2.根据权利要求1所述的一种同步检测猪五种繁殖障碍性病毒病多重PCR体系的检测方法,其特征在于,步骤1)所述的PPV和PCV2病毒DNA的提取方法为:取适量PPV和PCV2病毒液,置于1.5mL Eppendorf管中,参照上海生物工程的DNA提取试剂盒说明书进行,将提取的基因组DNA置于-20℃保存备用。
3.根据权利要求1所述的一种同步检测猪五种繁殖障碍性病毒病多重PCR体系的检测方法,其特征在于,所述步骤2)中,CSFV、PRRSV、JEV病毒RNA的提取及反转录方法为:取CSFV、PRRSV和JEV病毒液,参照Magen公司Hipure Viral RNA Spin Kit试剂盒说明书提取病毒RNA,将提取的病毒RNA反转录成cDNA,按照Magen公司M-MLV H-First-StandSynthesis Kit反转录试剂盒说明书进行,将反转录的cDNA置于-20℃保存备用。

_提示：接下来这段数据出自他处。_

use crate::config::{ConfigError, ServiceConfig};
use crate::response::RawResponse;
use async_trait::async_trait;
use reqwest::header::ACCEPT;
use reqwest::multipart::{Form, Part};
use reqwest::{RequestBuilder, Url};
use serde::Serialize;
use shorty_core::{ApiError, ImageRecord, ImageUpload, LinkRecord, Result, ShortyApi};
use std::sync::Arc;
use tracing::{debug, trace};

const API_PREFIX: [&str; 2] = ["api", "v1"];

/// Field name of the file part in an image upload.
pub const UPLOAD_FIELD: &str = "file";

#[derive(Serialize)]
struct CreateLinkRequest<'a> {
    url: &'a str,
}

/// HTTP implementation of [`ShortyApi`] against a remote Shorty backend.
///
/// The client holds only its configuration and a connection pool, so it is
/// cheap to clone and safe to share between tasks. Calls are independent of
/// each other: no retry, no caching, no ordering between concurrent calls.
#[derive(Clone)]
pub struct RemoteServiceClient {
    http: reqwest::Client,
    base_url: Url,
    api_key: Arc<str>,
}

impl std::fmt::Debug for RemoteServiceClient {
    fn fmt(&self, f: &mut std::fmt::Formatter<'_>) -> std::fmt::Result {
        f.debug_struct("RemoteServiceClient")
            .field("base_url", &self.base_url.as_str())
            .finish_non_exhaustive()
    }
}

impl RemoteServiceClient {
    /// Creates a new client after validating the configuration.
    ///
    /// No request is issued here; a missing base URL or API key is reported
    /// before the client can be used.
    pub fn new(config: ServiceConfig) -> std::result::Result<Self, ConfigError> {
        let base_url = config.validate()?;

        let mut builder = reqwest::Client::builder().user_agent(config.user_agent);
        if let Some(timeout) = config.timeout {
            builder = builder.timeout(timeout);
        }
        let http = builder
            .build()
            .map_err(|e| ConfigError::HttpClient(e.to_string()))?;

        Ok(Self {
            http,
            base_url,
            api_key: Arc::from(config.api_key),
        })
    }

    /// Returns the validated base URL of the backend.
    pub fn base_url(&self) -> &Url {
        &self.base_url
    }

    /// Builds `{base}/api/v1/{segments...}`, percent-encoding each segment.
    fn endpoint(&self, segments: &[&str]) -> Result<Url> {
        let mut url = self.base_url.clone();
        url.path_segments_mut()
            .map_err(|_| {
                ApiError::InvalidInput(format!("base url cannot be a base: {}", self.base_url))
            })?
            .pop_if_empty()
            .extend(API_PREFIX)
            .extend(segments);
        Ok(url)
    }

    async fn execute(&self, operation: &'static str, request: RequestBuilder) -> Result<RawResponse> {
        let response = request
            .bearer_auth(&self.api_key)
            .header(ACCEPT, "application/json")
            .send()
            .await
            .map_err(|e| map_reqwest_error(operation, e))?;

        let status = response.status();
        let body = response
            .bytes()
            .await
            .map_err(|e| map_reqwest_error(operation, e))?;

        debug!(operation, status = status.as_u16(), body_len = body.len(), "received response");
        Ok(RawResponse::new(status, body.to_vec()))
    }
}

fn map_reqwest_error(operation: &str, err: reqwest::Error) -> ApiError {
    if err.is_timeout() {
        ApiError::Transport(format!("{operation}: request timed out: {err}"))
    } else {
        ApiError::Transport(format!("{operation}: {err}"))
    }
}

fn require_id(kind: &str, id: &str) -> Result<()> {
    if id.is_empty() {
        return Err(ApiError::InvalidInput(format!("{kind} id cannot be empty")));
    }
    // URL path normalization drops dot segments, which would target another route.
    if id == "." || id == ".." {
        return Err(ApiError::InvalidInput(format!(
            "{kind} id cannot be a dot segment: '{id}'"
        )));
    }
    Ok(())
}

#[async_trait]
impl ShortyApi for RemoteServiceClient {
    async fn create_link(&self, url: &str) -> Result<LinkRecord> {
        let endpoint = self.endpoint(&["link", "create"])?;
        trace!(endpoint = %endpoint, url, "creating short link");

        let request = self.http.post(endpoint).json(&CreateLinkRequest { url });
        let link: LinkRecord = self.execute("create_link", request).await?.into_required()?;

        debug!(id = %link.id, url = %link.url, "created short link");
        Ok(link)
    }

    async fn get_link(&self, id: &str) -> Result<Option<LinkRecord>> {
        require_id("link", id)?;
        let endpoint = self.endpoint(&["link", id])?;
        trace!(endpoint = %endpoint, "fetching short link");

        let request = self.http.get(endpoint);
        self.execute("get_link", request).await?.into_optional()
    }

    async fn upload_image(&self, upload: ImageUpload) -> Result<Option<ImageRecord>> {
        let endpoint = self.endpoint(&["image", "upload"])?;
        trace!(
            endpoint = %endpoint,
            file_name = %upload.file_name,
            size = upload.len(),
            "uploading image"
        );

        let mut part = Part::bytes(upload.bytes).file_name(upload.file_name);
        if let Some(mime) = upload.mime.as_deref() {
            part = part
                .mime_str(mime)
                .map_err(|e| ApiError::InvalidInput(format!("invalid mime type '{mime}': {e}")))?;
        }
        let form = Form::new().part(UPLOAD_FIELD, part);

        let request = self.http.post(endpoint).multipart(form);
        let image: Option<ImageRecord> =
            self.execute("upload_image", request).await?.into_optional()?;

        if let Some(image) = &image {
            debug!(id = %image.id, name = %image.name, "uploaded image");
        }
        Ok(image)
    }

    async fn get_image_info(&self, id: &str) -> Result<Option<ImageRecord>> {
        require_id("image", id)?;
        let endpoint = self.endpoint(&["image", "info", id])?;
        trace!(endpoint = %endpoint, "fetching image info");

        let request = self.http.get(endpoint);
        self.execute("get_image_info", request).await?.into_optional()
    }
}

4.根据权利要求1所述的一种同步检测猪五种繁殖障碍性病毒病多重PCR体系的检测方法,其特征在于,步骤3)中所述特异性引物的设计与筛选具体为:应用生物学软件对CSFV、PPV、PRRSV、JEV和PCV2基因进行同源性分析,筛选确定引物,确保所设计引物必须为特异性引物,一对引物只能扩增出相应病毒的序列片段,并且与其它引物之间没有干扰,即没有同源、互补,不形成发卡结构;所述设计的引物序列为:
CSFV的特异性引物:
F:5′-TGCAACTGAATGACGGGAC-3′
R:5′-GCCAAATACCTCCTACTGACCAC-3′
PPV的特异性引物:
F:5′-AAAAACAATCCACCAGGACAAC-3′
R:5′-CTGGATCTCATTTTTGCTGTGA-3′
PRRSV的特异性引物:
F:5′-CGGGCGGTATGTCCTAAGTA-3′
R:5′-ACCTCAACTTTGCCCCTTTT-3′
JEV的特异性引物:
F:5′-AGCTTGTTGGACGGCAGAG-3′
R:5′-GCCACATGATTGAGCCTTCA-3′
PCV2的特异性引物:
F:5′-CTATCAAGCGAACCACAGT-3′
R:5′-GGTCTACATTTCCAGCAGT-3′。
5.根据权利要求1所述的一种同步检测猪五种繁殖障碍性病毒病多重PCR体系的检测方法,其特征在于,所述步骤4)中所述的PCR反应条件优化具体方法为:选择25μL的PCR反应体系,体系包含10×PCR buffer(Mg2+Plus)2.5μL,2.5mmol/L dNTP 3.0μL,5U/μL Taq聚合酶0.4μL,DNA与cDNA混合模板2.0μL,上下游引物浓度为10μmol/L,ddH2O补足至25μL,根据多重PCR条带的明暗度,适当调整3对引物加入量的比例;退火温度根据引物Tm值范围进行,根据梯度PCR仪将退火温度设定为49.5℃、50.8℃、51.7℃、54.1℃、56.6℃、57.8℃、58.7℃、59.5℃、60.0℃,同时对循环次数的条件在单一变量的情况下进行优化,最终确定最佳多重PCR反应体系及反应程序,循环次数按照为20、30、35、40设置。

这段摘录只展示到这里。